** Opening Dataset excerpts block **

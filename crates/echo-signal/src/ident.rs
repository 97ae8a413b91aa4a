// SPDX-License-Identifier: Apache-2.0
// © James Ross Ω FLYING•ROBOTS <https://github.com/flyingrobots>
//! Identifier and hashing utilities.
use std::fmt;
use std::num::NonZeroU64;

use blake3::Hasher;

/// Opaque identifier of a signal receiver.
///
/// Raw value `0` is reserved as "empty" by every table and bucket in this
/// crate, so a `Handle` can never hold it. Handles carry no generation: the
/// registry is the only authority on whether a handle is live, and stale
/// handles simply fail to resolve.
#[repr(transparent)]
#[derive(Clone, Copy, PartialEq, Eq, PartialOrd, Ord, Hash)]
pub struct Handle(NonZeroU64);

impl Handle {
    /// Wraps a raw handle value; returns `None` for the reserved value `0`.
    #[must_use]
    pub const fn new(raw: u64) -> Option<Self> {
        match NonZeroU64::new(raw) {
            Some(v) => Some(Self(v)),
            None => None,
        }
    }

    /// Returns the raw (non-zero) handle value.
    #[must_use]
    pub const fn raw(self) -> u64 {
        self.0.get()
    }
}

impl fmt::Debug for Handle {
    fn fmt(&self, f: &mut fmt::Formatter<'_>) -> fmt::Result {
        write!(f, "Handle({})", self.0)
    }
}

impl fmt::Display for Handle {
    fn fmt(&self, f: &mut fmt::Formatter<'_>) -> fmt::Result {
        write!(f, "#{}", self.0)
    }
}

/// 64-bit identifier of a signal type, derived from its hierarchical path.
#[repr(transparent)]
#[derive(Clone, Copy, PartialEq, Eq, PartialOrd, Ord, Hash, Debug, Default)]
pub struct SignalTypeId(pub u64);

/// Produces a stable, domain‑separated signal type identifier (prefix
/// `b"signal:"`) using BLAKE3, truncated to the first 8 bytes (LE).
///
/// Receivers compare `SignalContext::type_id` against ids computed once from
/// the same path, e.g. `make_signal_type_id("interact/door/open")`.
pub fn make_signal_type_id(path: &str) -> SignalTypeId {
    let mut hasher = Hasher::new();
    hasher.update(b"signal:");
    hasher.update(path.as_bytes());
    let digest = hasher.finalize();
    let mut short = [0u8; 8];
    short.copy_from_slice(&digest.as_bytes()[0..8]);
    SignalTypeId(u64::from_le_bytes(short))
}

#[cfg(test)]
mod tests {
    use super::*;

    #[test]
    fn zero_handle_is_rejected() {
        assert!(Handle::new(0).is_none());
        assert_eq!(Handle::new(7).map(Handle::raw), Some(7));
    }

    #[test]
    fn signal_type_ids_are_stable_and_distinct() {
        let a = make_signal_type_id("damage/fire");
        let b = make_signal_type_id("damage/fire");
        let c = make_signal_type_id("damage/ice");
        assert_eq!(a, b);
        assert_ne!(a, c);
    }
}
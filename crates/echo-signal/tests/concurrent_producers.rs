// SPDX-License-Identifier: Apache-2.0
// © James Ross Ω FLYING•ROBOTS <https://github.com/flyingrobots>

#![allow(missing_docs)]
#![allow(clippy::expect_used, clippy::unwrap_used)]
use std::thread;

use echo_signal::{BoundSphere, BroadcastBatch, Handle, SignalDesc, Vec3};
use echo_signal_dry_tests::SceneBuilder;

const WORKERS: u64 = 8;
const PER_WORKER: u64 = 50;

#[test]
fn scoped_producers_then_dispatch() {
    let (mut bus, log) = SceneBuilder::new().line(1, 4, 1.0).build().unwrap();

    thread::scope(|s| {
        for w in 0..WORKERS {
            let bus = &bus;
            s.spawn(move || {
                for i in 0..PER_WORKER {
                    #[allow(clippy::cast_possible_truncation, clippy::cast_possible_wrap)]
                    let desc = SignalDesc::new("work/item").with_priority((w * 100 + i) as i32);
                    match i % 3 {
                        0 => bus.broadcast_global(&desc),
                        1 => bus.broadcast_targeted(&desc, Handle::new(1 + i % 4).unwrap()),
                        _ => bus.broadcast_spatial(&desc, BoundSphere::new(Vec3::ZERO, 1.0)),
                    }
                }
            });
        }
    });

    let pending = bus.pending();
    assert_eq!(pending.total() as u64, WORKERS * PER_WORKER);

    let report = bus.dispatch();
    assert_eq!(report.dropped, 0);
    assert_eq!(report.delivered, log.len());
    let priorities: Vec<i32> = log.snapshot().iter().map(|d| d.priority).collect();
    assert!(priorities.windows(2).all(|w| w[0] <= w[1]));
}

#[test]
fn worker_batches_merge_under_one_lock_each() {
    let (mut bus, log) = SceneBuilder::new().placed(1, Vec3::ZERO).build().unwrap();

    thread::scope(|s| {
        for _ in 0..WORKERS {
            let bus = &bus;
            s.spawn(move || {
                let mut batch = BroadcastBatch::new();
                for _ in 0..PER_WORKER {
                    batch.targeted(&SignalDesc::new("hit"), Handle::new(1).unwrap());
                }
                bus.submit(&mut batch);
            });
        }
    });

    let report = bus.dispatch();
    assert_eq!(report.entries as u64, WORKERS * PER_WORKER);
    assert_eq!(log.len() as u64, WORKERS * PER_WORKER);
}
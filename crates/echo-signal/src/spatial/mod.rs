// SPDX-License-Identifier: Apache-2.0
// © James Ross Ω FLYING•ROBOTS <https://github.com/flyingrobots>
//! Quantized spatial index used to address spatial signals.
//!
//! World space is cut into cubes of [`CELL_SIZE`] units. Each occupied cell
//! owns one or more fixed-capacity [`Bucket`]s of handles stored as
//! occurrences of the cell key in an [`OpenAddressingHashTable`](crate::table::OpenAddressingHashTable).
//! Placement is explicit: the index never reads object positions itself.

mod bucket;
mod cell_key;
mod index;

pub use bucket::Bucket;
pub use cell_key::{cell_coord, cell_span, cells_overlapping, SpatialCellKey, CELL_SIZE};
pub use index::{SpatialBloom, SpatialIndex};
// SPDX-License-Identifier: Apache-2.0
// © James Ross Ω FLYING•ROBOTS <https://github.com/flyingrobots>
//! Recording receiver.

use std::sync::{Arc, Mutex, PoisonError};

use echo_signal::{
    DeliveryError, DeliveryResult, Handle, SignalContext, SignalReceiver, SignalTypeId, Vec3,
};

/// One observed delivery.
#[derive(Debug, Clone, Copy, PartialEq)]
pub struct Delivery {
    /// Receiver that saw the signal.
    pub receiver: Handle,
    /// Signal type.
    pub type_id: SignalTypeId,
    /// Signal priority.
    pub priority: i32,
    /// Scalar payload.
    pub value: f32,
}

/// Delivery log shared by every toy of a scene, in global delivery order.
#[derive(Debug, Clone, Default)]
pub struct DeliveryLog(Arc<Mutex<Vec<Delivery>>>);

impl DeliveryLog {
    /// Creates an empty log.
    pub fn new() -> Self {
        Self::default()
    }

    fn push(&self, d: Delivery) {
        self.0.lock().unwrap_or_else(PoisonError::into_inner).push(d);
    }

    /// Copy of every delivery so far.
    pub fn snapshot(&self) -> Vec<Delivery> {
        self.0.lock().unwrap_or_else(PoisonError::into_inner).clone()
    }

    /// Deliveries received by `receiver`.
    pub fn for_receiver(&self, receiver: Handle) -> Vec<Delivery> {
        self.snapshot()
            .into_iter()
            .filter(|d| d.receiver == receiver)
            .collect()
    }

    /// Number of deliveries so far.
    pub fn len(&self) -> usize {
        self.0.lock().unwrap_or_else(PoisonError::into_inner).len()
    }

    /// `true` when nothing was delivered.
    pub fn is_empty(&self) -> bool {
        self.len() == 0
    }

    /// Forgets every delivery.
    pub fn clear(&self) {
        self.0.lock().unwrap_or_else(PoisonError::into_inner).clear();
    }
}

/// Receiver that appends every delivery to a [`DeliveryLog`].
#[derive(Debug, Clone)]
pub struct RecordingToy {
    handle: Handle,
    /// World position reported to the dispatcher.
    pub position: Vec3,
    /// When set, deliveries are logged and then rejected.
    pub reject: bool,
    log: DeliveryLog,
}

impl RecordingToy {
    /// Creates a toy at `position` writing into `log`.
    pub fn new(handle: Handle, position: Vec3, log: &DeliveryLog) -> Self {
        Self {
            handle,
            position,
            reject: false,
            log: log.clone(),
        }
    }
}

impl SignalReceiver for RecordingToy {
    fn identifier(&self) -> Handle {
        self.handle
    }

    fn world_position(&self) -> Vec3 {
        self.position
    }

    fn deliver_signal(&mut self, ctx: &SignalContext) -> DeliveryResult {
        self.log.push(Delivery {
            receiver: self.handle,
            type_id: ctx.type_id(),
            priority: ctx.priority(),
            value: ctx.value(),
        });
        if self.reject {
            return Err(DeliveryError::Rejected(format!("{} rejects", self.handle)));
        }
        Ok(())
    }
}
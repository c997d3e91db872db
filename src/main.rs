use std::net::SocketAddr;

use tokio::signal;
use tracing_subscriber::EnvFilter;

use sublog::config::Config;

#[tokio::main]
async fn main() -> Result<(), Box<dyn std::error::Error>> {
    // Load .env if present
    let _ = dotenvy::dotenv();

    let config = Config::from_env()?;

    // Init tracing
    tracing_subscriber::fmt()
        .with_env_filter(EnvFilter::try_from_default_env().unwrap_or_else(|_| {
            EnvFilter::new(&config.log_level)
        }))
        .init();

    tracing::info!(
        "Starting submission log reader (logs: {}, route: {})",
        config.logs_dir.display(),
        config.route
    );

    let addr = SocketAddr::new(config.host, config.port);
    let app = sublog::build_app(config);

    let listener = tokio::net::TcpListener::bind(addr).await?;
    tracing::info!("Listening on {addr}");

    axum::serve(listener, app)
        .with_graceful_shutdown(shutdown_signal())
        .await?;

    Ok(())
}

async fn shutdown_signal() {
    let ctrl_c = async {
        signal::ctrl_c()
            .await
            .expect("failed to install Ctrl+C handler");
    };

    #[cfg(unix)]
    let terminate = async {
        signal::unix::signal(signal::unix::SignalKind::terminate())
            .expect("failed to install signal handler")
            .recv()
            .await;
    };

    #[cfg(not(unix))]
    let terminate = std::future::pending::<()>();

    tokio::select! {
        _ = ctrl_c => {},
        _ = terminate => {},
    }

    tracing::info!("Shutdown signal received, starting graceful shutdown");
}
pub mod log_file;

pub use log_file::{DailySubmissions, FileSummary, LogDate};
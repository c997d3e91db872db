use std::net::IpAddr;
use std::path::PathBuf;

#[derive(Debug, Clone)]
pub struct Config {
    pub host: IpAddr,
    pub port: u16,
    pub logs_dir: PathBuf,
    pub file_prefix: String,
    pub file_suffix: String,
    pub route: String,
    pub log_level: String,
}

impl Config {
    pub fn from_env() -> Result<Self, String> {
        let host: IpAddr = env_or("SUBLOG_HOST", "0.0.0.0")
            .parse()
            .map_err(|e| format!("Invalid SUBLOG_HOST: {e}"))?;

        let port: u16 = env_or("SUBLOG_PORT", "3000")
            .parse()
            .map_err(|e| format!("Invalid SUBLOG_PORT: {e}"))?;

        let logs_dir = PathBuf::from(env_or("SUBLOG_LOGS_DIR", "logs"));

        let file_prefix = env_or("SUBLOG_FILE_PREFIX", "submissions-");

        let file_suffix = env_or("SUBLOG_FILE_SUFFIX", ".jsonl");
        if file_suffix.is_empty() {
            return Err("SUBLOG_FILE_SUFFIX must not be empty".to_string());
        }

        let route = env_or("SUBLOG_ROUTE", "/api/submission-logs");
        if !route.starts_with('/') {
            return Err(format!("Invalid SUBLOG_ROUTE '{route}': must start with '/'"));
        }

        let log_level = env_or("SUBLOG_LOG_LEVEL", "info");

        Ok(Config {
            host,
            port,
            logs_dir,
            file_prefix,
            file_suffix,
            route,
            log_level,
        })
    }
}

fn env_or(key: &str, default: &str) -> String {
    std::env::var(key).unwrap_or_else(|_| default.to_string())
}
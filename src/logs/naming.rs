use crate::models::LogDate;

/// Maps between a log day and its file name: `<prefix><YYYY-MM-DD><suffix>`.
#[derive(Debug, Clone)]
pub struct LogFileNaming {
    prefix: String,
    suffix: String,
}

impl LogFileNaming {
    pub fn new(prefix: impl Into<String>, suffix: impl Into<String>) -> Self {
        Self {
            prefix: prefix.into(),
            suffix: suffix.into(),
        }
    }

    pub fn suffix(&self) -> &str {
        &self.suffix
    }

    pub fn file_name(&self, date: LogDate) -> String {
        format!("{}{date}{}", self.prefix, self.suffix)
    }

    /// Returns the day a file name belongs to, or `None` when the name does
    /// not follow the convention.
    pub fn parse_file_name(&self, name: &str) -> Option<LogDate> {
        let stem = name
            .strip_suffix(self.suffix.as_str())?
            .strip_prefix(self.prefix.as_str())?;
        LogDate::parse(stem)
    }
}
use std::fmt;

use chrono::NaiveDate;
use serde::{Serialize, Serializer};

const DATE_FORMAT: &str = "%Y-%m-%d";

/// Day key of a log file. Always rendered as zero-padded `YYYY-MM-DD`, so
/// string order and chronological order agree.
#[derive(Debug, Clone, Copy, PartialEq, Eq, PartialOrd, Ord, Hash)]
pub struct LogDate(NaiveDate);

impl LogDate {
    /// Strict parse: anything that does not round-trip through `YYYY-MM-DD`
    /// is rejected.
    pub fn parse(s: &str) -> Option<Self> {
        if s.len() != 10 {
            return None;
        }
        let date = NaiveDate::parse_from_str(s, DATE_FORMAT).ok()?;
        let date = LogDate(date);
        (date.to_string() == s).then_some(date)
    }
}

impl fmt::Display for LogDate {
    fn fmt(&self, f: &mut fmt::Formatter<'_>) -> fmt::Result {
        write!(f, "{}", self.0.format(DATE_FORMAT))
    }
}

impl Serialize for LogDate {
    fn serialize<S: Serializer>(&self, serializer: S) -> Result<S::Ok, S::Error> {
        serializer.collect_str(self)
    }
}

#[derive(Debug, Clone, Serialize)]
#[serde(rename_all = "camelCase")]
pub struct FileSummary {
    pub file_name: String,
    pub date: LogDate,
    pub submission_count: usize,
}

#[derive(Debug, Clone, Serialize)]
pub struct DailySubmissions {
    pub date: LogDate,
    pub submissions: Vec<serde_json::Value>,
}
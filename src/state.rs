use std::sync::Arc;

use crate::logs::LogStore;

pub type SharedState = Arc<AppState>;

pub struct AppState {
    pub store: LogStore,
}
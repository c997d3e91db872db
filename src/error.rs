use axum::http::StatusCode;
use axum::response::{IntoResponse, Response};
use serde_json::json;

#[derive(Debug)]
pub enum AppError {
    NotFound(String),
    BadRequest(String),
    Internal { message: String, details: String },
}

impl AppError {
    pub fn internal(message: impl Into<String>, details: impl std::fmt::Display) -> Self {
        AppError::Internal {
            message: message.into(),
            details: details.to_string(),
        }
    }
}

impl std::fmt::Display for AppError {
    fn fmt(&self, f: &mut std::fmt::Formatter<'_>) -> std::fmt::Result {
        match self {
            AppError::NotFound(msg) => write!(f, "Not Found: {msg}"),
            AppError::BadRequest(msg) => write!(f, "Bad Request: {msg}"),
            AppError::Internal { message, details } => {
                write!(f, "Internal Error: {message}: {details}")
            }
        }
    }
}

impl IntoResponse for AppError {
    fn into_response(self) -> Response {
        let (status, body) = match &self {
            AppError::NotFound(msg) => {
                tracing::warn!("Not found: {msg}");
                (StatusCode::NOT_FOUND, json!({ "error": msg }))
            }
            AppError::BadRequest(msg) => {
                tracing::warn!("Bad request: {msg}");
                (StatusCode::BAD_REQUEST, json!({ "error": msg }))
            }
            AppError::Internal { message, details } => {
                tracing::error!("Internal error: {message}: {details}");
                (
                    StatusCode::INTERNAL_SERVER_ERROR,
                    json!({ "error": message, "details": details }),
                )
            }
        };

        (status, axum::Json(body)).into_response()
    }
}
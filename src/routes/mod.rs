pub mod submission_logs;

use axum::routing::get;
use axum::Router;

use crate::state::SharedState;

pub fn log_routes(path: &str) -> Router<SharedState> {
    Router::new().route(
        path,
        get(submission_logs::query).options(submission_logs::preflight),
    )
}
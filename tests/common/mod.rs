use std::net::SocketAddr;
use std::path::PathBuf;

use reqwest::{Client, StatusCode};
use serde_json::{json, Value};
use uuid::Uuid;

use sublog::config::Config;

pub const ROUTE: &str = "/api/submission-logs";

/// A running test server reading from its own temporary logs directory.
pub struct TestApp {
    pub addr: SocketAddr,
    pub client: Client,
    pub logs_dir: PathBuf,
}

impl TestApp {
    pub fn url(&self, path: &str) -> String {
        format!("http://{}{}", self.addr, path)
    }

    /// Write raw content to the log file for `date`, creating the directory if needed.
    pub fn write_log(&self, date: &str, content: &str) {
        self.write_file(&format!("submissions-{date}.jsonl"), content);
    }

    /// Write an arbitrary file into the logs directory.
    pub fn write_file(&self, name: &str, content: &str) {
        std::fs::create_dir_all(&self.logs_dir).expect("create logs dir failed");
        std::fs::write(self.logs_dir.join(name), content).expect("write log file failed");
    }

    /// Write one JSON record per line.
    pub fn write_records(&self, date: &str, records: &[Value]) {
        let content: String = records.iter().map(|r| format!("{r}\n")).collect();
        self.write_log(date, &content);
    }

    /// GET a path, return (body, status).
    pub async fn get(&self, path: &str) -> (Value, StatusCode) {
        let resp = self
            .client
            .get(self.url(path))
            .send()
            .await
            .expect("get request failed");
        let status = resp.status();
        let body: Value = resp.json().await.unwrap_or(json!(null));
        (body, status)
    }

    /// List log files.
    pub async fn list(&self) -> (Value, StatusCode) {
        self.get(ROUTE).await
    }

    /// Fetch one day's submissions.
    pub async fn for_date(&self, date: &str) -> (Value, StatusCode) {
        self.get(&format!("{ROUTE}?date={date}")).await
    }
}

/// Spawn a test app whose logs directory exists and is empty.
pub async fn spawn_app() -> TestApp {
    let app = spawn_app_without_dir().await;
    std::fs::create_dir_all(&app.logs_dir).expect("create logs dir failed");
    app
}

/// Spawn a test app pointed at a logs directory that does not exist.
pub async fn spawn_app_without_dir() -> TestApp {
    let logs_dir = std::env::temp_dir().join(format!(
        "sublog_test_{}",
        Uuid::now_v7().to_string().replace('-', "")
    ));

    let config = Config {
        host: "127.0.0.1".parse().unwrap(),
        port: 0, // unused, we bind to random port
        logs_dir: logs_dir.clone(),
        file_prefix: "submissions-".to_string(),
        file_suffix: ".jsonl".to_string(),
        route: ROUTE.to_string(),
        log_level: "warn".to_string(),
    };

    let app = sublog::build_app(config);

    // Bind to random port
    let listener = tokio::net::TcpListener::bind("127.0.0.1:0")
        .await
        .expect("Failed to bind to random port");
    let addr = listener.local_addr().unwrap();

    // Spawn server in background
    tokio::spawn(async move {
        axum::serve(listener, app).await.expect("Server failed");
    });

    TestApp {
        addr,
        client: Client::new(),
        logs_dir,
    }
}

/// Remove the test logs directory.
pub fn cleanup(app: TestApp) {
    let _ = std::fs::remove_dir_all(&app.logs_dir);
}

** Closing Dataset excerpts block **

What you have to do> Exactly the lines running from the top of the records to the line that contains "bucket in this", inclusive, must be set down, and nothing more.

Result of the task>
filename crates/echo-signal/src/ident.rs
repository 97ae8a413b91aa4a
// SPDX-License-Identifier: Apache-2.0
// © James Ross Ω FLYING•ROBOTS <https://github.com/flyingrobots>
//! Identifier and hashing utilities.
use std::fmt;
use std::num::NonZeroU64;

use blake3::Hasher;

/// Opaque identifier of a signal receiver.
///
/// Raw value `0` is reserved as "empty" by every table and bucket in this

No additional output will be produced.